Llegaron por fin al Buen Retiro, cuyo lindo nombre ha querido en vano cambiarse con el insulso rótulo de Parque de Madrid. Allí las emociones de Isidora fueron una alegría casi infantil, un deseo vivo de correr, de despeinarse, de entrar descalza en los charcos de las acequias, de subir a las ramas en busca de nidos, de coger flores, de dormir a la sombra, de cantar. Aquella naturaleza hermosa, aunque desvirtuada por la corrección, despertaba en su impresionable espíritu instintos de independencia y de candoroso salvajismo. Pero bien pronto comprendió que aquello era un campo urbano, una ciudad de árboles y arbustos. Había calles, plazas y hasta manzanas de follaje. Por allí andaban damas y caballeros, no en facha de pastorcillos, ni al desgaire, ni en trenza y cabello, sino lo mismo que iban por las calles, con guantes, sombrilla, bastón. Prontamente se acostumbró el espíritu de ella a considerar el Retiro (que sólo conocía por vagos recuerdos de su niñez) como una ingeniosa adaptación de la Naturaleza a la cultura; comprendió que el hombre, que ha domesticado a las bestias, ha sabido también civilizar al bosque. Echando, pues, de su alma aquellos vagos deseos de correr y columpiarse, pensó gravemente de este modo: «Para otra vez que venga, traeré yo también mis guantes y mi sombrilla».
Después de admirar el afeitado Parterre, fueron a dar la vuelta al estanque grande, que es un mar de bolsillo, como decía Miquis. Este la llevó luego por sitios escondidos y por las callejuelas y laberintos que están entre el estanque y la fuente de la China. Miquis estaba alegre como un niño, porque también en él, parroquiano constante del Retiro, hacía sentir su influjo la vegetación nueva de Primavera, los juegos del sol entre las ramas, el meneo de las hojas acariciándose, y aquel ambiente, compuesto de frescura y tibieza, que al mismo tiempo atemperaba el cuerpo y el alma. La capa le daba calor. Se la quitó arrojándola por tierra. Hizo después una almohada de ella y se tendió en el suelo. Isidora se sentó frente a él.
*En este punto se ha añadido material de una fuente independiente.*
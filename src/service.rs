//! Inbound reservation operations
//!
//! Shared by the HTTP API and the CLI: submitting a reservation intent and
//! reading a date's class catalog.

use std::sync::Arc;

use thiserror::Error;

use crate::credentials::SharedCredentialLookup;
use crate::models::{parse_class_date, ClassSlot, NewReservation};
use crate::parser::strip_whitespace;
use crate::platform::CatalogSource;
use crate::storage::{ReservationStats, SharedReservationRepository, StoreError};
use crate::utils::error::FetchError;

/// Errors returned to callers of the inbound operations
#[derive(Error, Debug)]
pub enum ServiceError {
    /// No credentials are configured for the email
    #[error("user not exists")]
    UnknownUser(String),

    /// Date is not `MM/DD/YYYY`
    #[error("invalid date '{0}': expected MM/DD/YYYY")]
    InvalidDate(String),

    /// A required key field is empty
    #[error("missing field '{0}'")]
    MissingField(&'static str),

    #[error(transparent)]
    Fetch(#[from] FetchError),

    #[error(transparent)]
    Store(#[from] StoreError),
}

impl ServiceError {
    /// Whether the caller sent a bad request
    pub fn is_client_error(&self) -> bool {
        matches!(self, Self::InvalidDate(_) | Self::MissingField(_))
    }
}

/// Reservation submission and catalog queries
#[derive(Clone)]
pub struct ReservationService {
    repository: SharedReservationRepository,
    catalog: Arc<dyn CatalogSource>,
    credentials: SharedCredentialLookup,
}

impl ReservationService {
    pub fn new(
        repository: SharedReservationRepository,
        catalog: Arc<dyn CatalogSource>,
        credentials: SharedCredentialLookup,
    ) -> Self {
        Self {
            repository,
            catalog,
            credentials,
        }
    }

    /// Record a new pending reservation and return its id
    ///
    /// Key fields are stripped of whitespace the same way catalog cells
    /// are, so a request copied from the catalog view matches it.
    pub fn submit(&self, reservation: NewReservation) -> Result<i64, ServiceError> {
        let reservation = normalize(reservation);

        if parse_class_date(&reservation.date).is_none() {
            return Err(ServiceError::InvalidDate(reservation.date));
        }
        for (field, value) in [
            ("time", &reservation.time),
            ("nameId", &reservation.name_id),
            ("teacherId", &reservation.teacher_id),
        ] {
            if value.is_empty() {
                return Err(ServiceError::MissingField(field));
            }
        }

        if !self.credentials.contains(&reservation.email) {
            tracing::warn!(email = %reservation.email, "Reservation rejected for unknown user");
            return Err(ServiceError::UnknownUser(reservation.email));
        }

        let id = self.repository.create(&reservation)?;
        tracing::info!(
            id,
            email = %reservation.email,
            date = %reservation.date,
            time = %reservation.time,
            name_id = %reservation.name_id,
            teacher_id = %reservation.teacher_id,
            "Reservation recorded"
        );
        Ok(id)
    }

    /// Fetch the live catalog for `date`
    pub async fn classes(&self, date: &str) -> Result<Vec<ClassSlot>, ServiceError> {
        let date = date.trim();
        if parse_class_date(date).is_none() {
            return Err(ServiceError::InvalidDate(date.to_string()));
        }
        Ok(self.catalog.fetch_catalog(date).await?)
    }

    pub fn stats(&self) -> Result<ReservationStats, ServiceError> {
        Ok(self.repository.stats()?)
    }
}

fn normalize(reservation: NewReservation) -> NewReservation {
    NewReservation {
        email: reservation.email.trim().to_string(),
        date: reservation.date.trim().to_string(),
        time: strip_whitespace(&reservation.time),
        name_id: strip_whitespace(&reservation.name_id),
        teacher_id: strip_whitespace(&reservation.teacher_id),
    }
}
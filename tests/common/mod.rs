//! Common test utilities

#![allow(dead_code)]

use std::sync::atomic::{AtomicUsize, Ordering};
use std::sync::{Arc, Mutex};
use std::time::Duration;

use async_trait::async_trait;
use chrono::{DateTime, FixedOffset, TimeZone, Utc};

use classhold::credentials::StaticCredentials;
use classhold::models::{ClassSlot, Credential, NewReservation};
use classhold::platform::{BookingGateway, CatalogSource, Session};
use classhold::utils::error::{AuthError, BookingError, FetchError};

pub const USER: &str = "user@example.com";
pub const TARGET_DATE: &str = "03/08/2024";

/// Instant at `hour:00` on 2024-03-`day` in UTC+8
pub fn local_time(day: u32, hour: u32) -> DateTime<Utc> {
    FixedOffset::east_opt(8 * 3600)
        .unwrap()
        .with_ymd_and_hms(2024, 3, day, hour, 0, 0)
        .unwrap()
        .with_timezone(&Utc)
}

pub fn credential() -> Credential {
    Credential {
        password: "secret".to_string(),
        payment_ref: "PMT-100".to_string(),
    }
}

pub fn credentials_with_user() -> Arc<StaticCredentials> {
    let credentials = StaticCredentials::new();
    credentials.insert(USER, credential());
    Arc::new(credentials)
}

pub fn new_reservation(email: &str, date: &str, time: &str, name_id: &str, teacher_id: &str) -> NewReservation {
    NewReservation {
        email: email.to_string(),
        date: date.to_string(),
        time: time.to_string(),
        name_id: name_id.to_string(),
        teacher_id: teacher_id.to_string(),
    }
}

pub fn slot(index: usize, id: &str, time: &str, name_id: &str, teacher_id: &str) -> ClassSlot {
    ClassSlot {
        index,
        id: id.to_string(),
        date: TARGET_DATE.to_string(),
        time: time.to_string(),
        name: "Yoga".to_string(),
        name_id: name_id.to_string(),
        teacher: "JaneDoe".to_string(),
        teacher_id: teacher_id.to_string(),
        location: "StudioA".to_string(),
        duration: "1hour".to_string(),
    }
}

// ============================================================================
// Schedule page fixtures
// ============================================================================

/// Schedule page with the header and date-banner rows followed by `rows`
pub fn schedule_page(rows: &[String]) -> String {
    format!(
        r#"<!DOCTYPE html>
<html><body>
<table id="classSchedule-mainTable">
  <tr><th>Start time</th><th></th><th>Classes</th><th>Teacher</th><th>Assistant</th><th>Location</th><th>Duration</th></tr>
  <tr><td colspan="7">Fri March 8, 2024</td></tr>
  {}
</table>
</body></html>"#,
        rows.join("\n")
    )
}

/// One schedule row; `booking_id` of `None` renders a row without sign-up button
pub fn schedule_row(
    time: &str,
    booking_id: Option<&str>,
    class: &str,
    name_id: &str,
    teacher: &str,
    teacher_id: &str,
) -> String {
    let booking = match booking_id {
        Some(id) => format!(
            r#"<input type="button" value="Sign Up Now" onclick="promptLogin(); document.location='/ASP/res_a.asp?tg=22&amp;classId={id}&amp;classDate=3/8/2024&amp;clsLoc=1';">"#
        ),
        None => "<span>Full</span>".to_string(),
    };

    format!(
        r#"<tr>
    <td>{time}&nbsp;</td>
    <td>{booking}</td>
    <td><a name="{name_id}" class="modalClassDesc">{class}</a></td>
    <td><a name="{teacher_id}" class="modalBio">{teacher}</a></td>
    <td>&nbsp;</td>
    <td>Studio A</td>
    <td>1 hour</td>
  </tr>"#
    )
}

// ============================================================================
// Remote platform fakes
// ============================================================================

/// Catalog source returning a fixed result and counting calls
pub struct FakeCatalog {
    slots: Option<Vec<ClassSlot>>,
    calls: Mutex<Vec<String>>,
}

impl FakeCatalog {
    pub fn with_slots(slots: Vec<ClassSlot>) -> Arc<Self> {
        Arc::new(Self {
            slots: Some(slots),
            calls: Mutex::new(Vec::new()),
        })
    }

    pub fn failing() -> Arc<Self> {
        Arc::new(Self {
            slots: None,
            calls: Mutex::new(Vec::new()),
        })
    }

    pub fn calls(&self) -> Vec<String> {
        self.calls.lock().unwrap().clone()
    }
}

#[async_trait]
impl CatalogSource for FakeCatalog {
    async fn fetch_catalog(&self, date: &str) -> Result<Vec<ClassSlot>, FetchError> {
        self.calls.lock().unwrap().push(date.to_string());
        match &self.slots {
            Some(slots) => Ok(slots.clone()),
            None => Err(FetchError::Status(503)),
        }
    }
}

/// Catalog source whose every fetch takes `delay`, tracking overlap
pub struct SlowCatalog {
    delay: Duration,
    calls: AtomicUsize,
    active: AtomicUsize,
    max_active: AtomicUsize,
}

impl SlowCatalog {
    pub fn new(delay: Duration) -> Arc<Self> {
        Arc::new(Self {
            delay,
            calls: AtomicUsize::new(0),
            active: AtomicUsize::new(0),
            max_active: AtomicUsize::new(0),
        })
    }

    pub fn calls(&self) -> usize {
        self.calls.load(Ordering::SeqCst)
    }

    /// Most fetches ever in flight at once
    pub fn max_active(&self) -> usize {
        self.max_active.load(Ordering::SeqCst)
    }
}

#[async_trait]
impl CatalogSource for SlowCatalog {
    async fn fetch_catalog(&self, _date: &str) -> Result<Vec<ClassSlot>, FetchError> {
        self.calls.fetch_add(1, Ordering::SeqCst);
        let active = self.active.fetch_add(1, Ordering::SeqCst) + 1;
        self.max_active.fetch_max(active, Ordering::SeqCst);

        tokio::time::sleep(self.delay).await;

        self.active.fetch_sub(1, Ordering::SeqCst);
        Ok(Vec::new())
    }
}

/// How the fake gateway answers a submission
#[derive(Debug, Clone, Copy, PartialEq, Eq)]
pub enum GatewayBehavior {
    Accept,
    RejectLogin,
    SchedulingClosed,
}

/// Booking gateway that records every call
pub struct FakeGateway {
    behavior: Mutex<GatewayBehavior>,
    logins: Mutex<Vec<String>>,
    submissions: Mutex<Vec<(String, String, String)>>,
}

impl FakeGateway {
    pub fn new(behavior: GatewayBehavior) -> Arc<Self> {
        Arc::new(Self {
            behavior: Mutex::new(behavior),
            logins: Mutex::new(Vec::new()),
            submissions: Mutex::new(Vec::new()),
        })
    }

    pub fn set_behavior(&self, behavior: GatewayBehavior) {
        *self.behavior.lock().unwrap() = behavior;
    }

    pub fn logins(&self) -> Vec<String> {
        self.logins.lock().unwrap().clone()
    }

    /// Submitted (email, date, booking id) triples
    pub fn submissions(&self) -> Vec<(String, String, String)> {
        self.submissions.lock().unwrap().clone()
    }
}

#[async_trait]
impl BookingGateway for FakeGateway {
    async fn authenticate(&self, email: &str, _credential: &Credential) -> Result<Session, AuthError> {
        self.logins.lock().unwrap().push(email.to_string());
        if *self.behavior.lock().unwrap() == GatewayBehavior::RejectLogin {
            return Err(AuthError::Rejected {
                email: email.to_string(),
            });
        }
        Ok(Session::new(reqwest::Client::new(), email))
    }

    async fn submit_booking(
        &self,
        session: &Session,
        date: &str,
        booking_id: &str,
        _credential: &Credential,
    ) -> Result<(), BookingError> {
        self.submissions.lock().unwrap().push((
            session.email().to_string(),
            date.to_string(),
            booking_id.to_string(),
        ));
        match *self.behavior.lock().unwrap() {
            GatewayBehavior::SchedulingClosed => Err(BookingError::Closed {
                booking_id: booking_id.to_string(),
            }),
            _ => Ok(()),
        }
    }
}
«¿Oyes los pájaros?—dijo Miquis—Son ruiseñores».
Isidora había oído hablar de los ruiseñores como cifra y resumen de toda la poesía de la Naturaleza; pero no los había oído. Estos artistas no iban nunca por la Mancha. Puso atención, creyendo oír odas y canciones, y su semblante expresaba un éxtasis melancólico, aunque a decir verdad lo que se oía era una conversación de miles de picos, un galimatías parlamentario—forestal, donde el músico más sutil no podría encontrar las endechas amorosas de que tanto se ha abusado en literatura. Miquis se echó a reír, y como si tuviera gusto en despoetizar la hermosa situación en que ambos se encontraban, dijo de improviso:
«Isidora, ayer he estado trabajando en el anfiteatro con el Dr. Martín Alonso desde las dos hasta las cinco. Éramos tres alumnos. Le ayudábamos a hacer la autopsia de un viejo que murió de corazón. ¡Si vieras, chica!…».
Isidora se puso las manos ante la cara con muestras de horror.
«Es el trabajo más bonito—añadió Miquis—. Tonta, ¿por qué no se ha de hablar de esto? Si es la realidad, la ciencia… ¿Qué sería de la vida si no se estudiara la muerte? Nada me gusta como la Cirugía, chica. O he de ser un gran cirujano, o nada. Verás. Cuando el doctor no estaba allí, cogíamos uno de los brazos del muerto, y ¡zas!, nos pegábamos bofetadas unos a otros…».
Isidora dio un grito.
«Eres tonta… Pues si vieras lo que yo gozo cuando levanto un músculo con mi escalpelo, cuando me apodero de una entraña…».